Sometimes it’s just strikes me as funny, thinking about the path being walked, in search of or in joining with Jesus during the day.
Many times it looks nothing like the idea that I had in my own head for what it shouldlook like—actually, it rarely comes close. That can seem like such a sad comment to some, though to me it’s an exciting adventure. I think it would be like being able to be the one who gets to light the big fireworks on the Fourth of July—exciting, kind of scary…in the end—exhilaratingly cool.
I knew I was to share part of my story with others. I seem to always have an idea of what that may look like, though rarely do I have it so rehearsed that I know exactly what to say and when.
6:30 hit and you could count the number of people on one hand… I thought to myself “I’m ok; it’s a small group…”
A few more people showed up and I tried to convince myself further, “I’ve got this.” …as I uneasily looked around…
As more people showed up, I got more nervous and I jotted down a few reminders in my notes to talk about. Soon, instead of walking around, talking with people and feeling at ease, I found myself going back to that familiar place where I started listening to those old tapes in my head.
A strange sort of war danced in my mind.
“I am not enough”
God help me
“I am going to fall flat on my face”
God help me
“Nothing that I say will impact another”
God help me
In a desperate attempt to recover some sort of semblance of “having it together,” I sat in a back room trying to quickly jot down an outline of what I was going to say. I began mumbling to myself harsh words of reprimand that I should have had the whole thing practiced before I came. Almost convincing myself that no one will want to hear what I had to say anyway.
In that moment I was feeling pretty scared. Feeling completely inadequate, I began listening to that deep-rooted song of continual lies I so often hear when I find myself coming up short.
The war in my head seemed to have been won by the voice of defeat; I began walking out of that back room.
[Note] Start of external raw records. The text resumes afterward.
use std::sync::Arc;

use models::{Role, RouteTable, Session};
use thiserror::Error;
use tracing::debug;

/// Why a navigation was refused, with where to send the user instead.
#[derive(Debug, Clone, PartialEq, Eq, Error)]
pub enum GuardDenial {
    #[error("sign-in required for the {area} area")]
    Unauthenticated { area: Role, login_route: String },
    #[error("a {role} session cannot open the {area} area")]
    WrongArea { role: Role, area: Role, landing_route: String },
}

impl GuardDenial {
    pub fn redirect(&self) -> &str {
        match self {
            GuardDenial::Unauthenticated { login_route, .. } => login_route,
            GuardDenial::WrongArea { landing_route, .. } => landing_route,
        }
    }
}

/// Keeps every session inside its own role's area.
#[derive(Clone)]
pub struct NavigationGuard {
    routes: Arc<RouteTable>,
}

impl NavigationGuard {
    pub fn new(routes: Arc<RouteTable>) -> Self {
        Self { routes }
    }

    /// Public paths are always allowed; area paths need a session of that role.
    pub fn authorize(&self, session: Option<&Session>, target: &str) -> Result<(), GuardDenial> {
        let Some(area) = self.routes.area_of(target) else {
            return Ok(());
        };
        match session {
            None => Err(GuardDenial::Unauthenticated { area, login_route: self.routes.login_route(area) }),
            Some(s) if s.role == area => Ok(()),
            Some(s) => {
                debug!(role = %s.role, %area, %target, "cross-area navigation refused");
                Err(GuardDenial::WrongArea {
                    role: s.role,
                    area,
                    landing_route: self.routes.landing_route(s.role).to_string(),
                })
            }
        }
    }
}

#[cfg(test)]
mod tests {
    use super::*;

    fn guard() -> NavigationGuard {
        NavigationGuard::new(Arc::new(RouteTable::default()))
    }

    #[test]
    fn public_pages_need_no_session() {
        assert_eq!(guard().authorize(None, "/"), Ok(()));
        assert_eq!(guard().authorize(None, "/privacy-policy"), Ok(()));
        assert_eq!(guard().authorize(None, "/login/doctor"), Ok(()));
    }

    #[test]
    fn area_requires_session() {
        let err = guard().authorize(None, "/doctor/appointments").unwrap_err();
        assert_eq!(err.redirect(), "/login/doctor");
    }

    #[test]
    fn non_canonical_area_paths_still_need_a_session() {
        for target in ["/Doctor/dashboard", "/patient/../doctor/x", "/DOCTOR"] {
            let err = guard().authorize(None, target).unwrap_err();
            assert_eq!(err.redirect(), "/login/doctor", "{target}");
        }
        let patient = Session::new("u1", Role::Patient, "Pat", "t");
        assert!(guard().authorize(Some(&patient), "/patient/../doctor/x").is_err());
    }

    #[test]
    fn session_stays_in_its_area() {
        let patient = Session::new("u1", Role::Patient, "Pat", "t");
        assert_eq!(guard().authorize(Some(&patient), "/patient/records"), Ok(()));

        let err = guard().authorize(Some(&patient), "/doctor/dashboard").unwrap_err();
        assert_eq!(
            err,
            GuardDenial::WrongArea { role: Role::Patient, area: Role::Doctor, landing_route: "/patient/dashboard".into() }
        );
        assert_eq!(err.redirect(), "/patient/dashboard");
    }

    #[test]
    fn every_role_is_locked_out_of_every_other_area() {
        let table = RouteTable::default();
        for role in Role::ALL {
            let s = Session::new("u", role, "n", "t");
            for other in Role::ALL {
                let res = guard().authorize(Some(&s), table.landing_route(other));
                assert_eq!(res.is_ok(), role == other, "{role} -> {other}");
            }
        }
    }
}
My Father, God, had a different plan.
I found myself stopping in midstride as the image of a bible on a small end table flashed in my head. Immediately, I turned back into the room and walked to the bible. Under my breath I said, “Ok God. What do you have for me?” I reached out, grabbed past the bookmarks that I saw and flipped open the Word. My eyes were drawn to Ephesians 3:11-12.
This was in accordance with the eternal purpose which He carried out in Christ Jesus our Lord, in whom we have boldness and confident access through faith in Him.
I smiled and while I was on my knees I took out my notes and at the very top I wrote, “Thank you Jesus” with the address of the verses.
Immediately, that spirit of fear left me.
I inhaled deeply and as I exhaled I breathed out “Jesus loves me” with confident knowing.
Throughout the day I had been prayed for, and I rested in knowing that whatever I was going to say—God had my back, I wasn’t going to fail because God makes everything good. Since He could make everything good—He certainly could make whatever jumble of words that came out of my mouth be edifying to Him and those who heard…
Throughout the day, I reminded myself that He will work it out.
As the time came and the small gathering of a couple people turned into more than what I was expecting, my eyes turned away from the truths I had been standing on all day and instead I found myself getting distracted with seeing more women show up.
I started looking at my fear instead of keeping my eyes and heart on my Father and my instinct to run got stronger.
In the chaos of my own mind I fought this battle that no one got to see…there was no doubt in my mind—here was a time when my Father showed how faithful He is to me.
Therefore I ask you not to lose heart at my tribulations on your behalf, for they are your glory.
14 For this reason I bow my knees before the Father, 15 from whom every family in heaven and on earth derives its name, 16 that He would grant you, according to the riches of His glory, to be strengthened with power through His Spirit in the inner man, 17 so that Christ may dwell in your hearts through faith; and that you, being rooted and grounded in love, 18 may be able to comprehend with all the saints what is the breadth and length and height and depth, 19 and to know the love of Christ which surpasses knowledge, that you may be filled up to all the fullness of God.
20 Now to Him who is able to do far more abundantly beyond all that we ask or think, according to the power that works within us, 21 to Him be the glory in the church and in Christ Jesus to all generations forever and ever. Amen.
I sat and read the rest of the chapter of Ephesians 3 and I was reminded—
God is good.
He is for me.
He will never leave me.
I need only to rest in Him.
He gives me His strength, wisdom and power.
It is not me who needs to work and strive…through Him there will be abundantly more than I could think or imagine—so, find my rest in Him—God’s got this.
My heart felt like it could pour out rainbows as it was filled with laughter and smiles at the perfectness of what God has for me.
As I walked out of that room this time, I had a genuine smile knowing that His Spirit waged and won a spiritual war within me. As I fought with all my strength and had decided to walk away defeated, His spirit shouted a battle cry of love that urged me to turn to His truth. With His truth the lies were slain. Victorious once again!
God is a good, good God. I am completely loved by Him!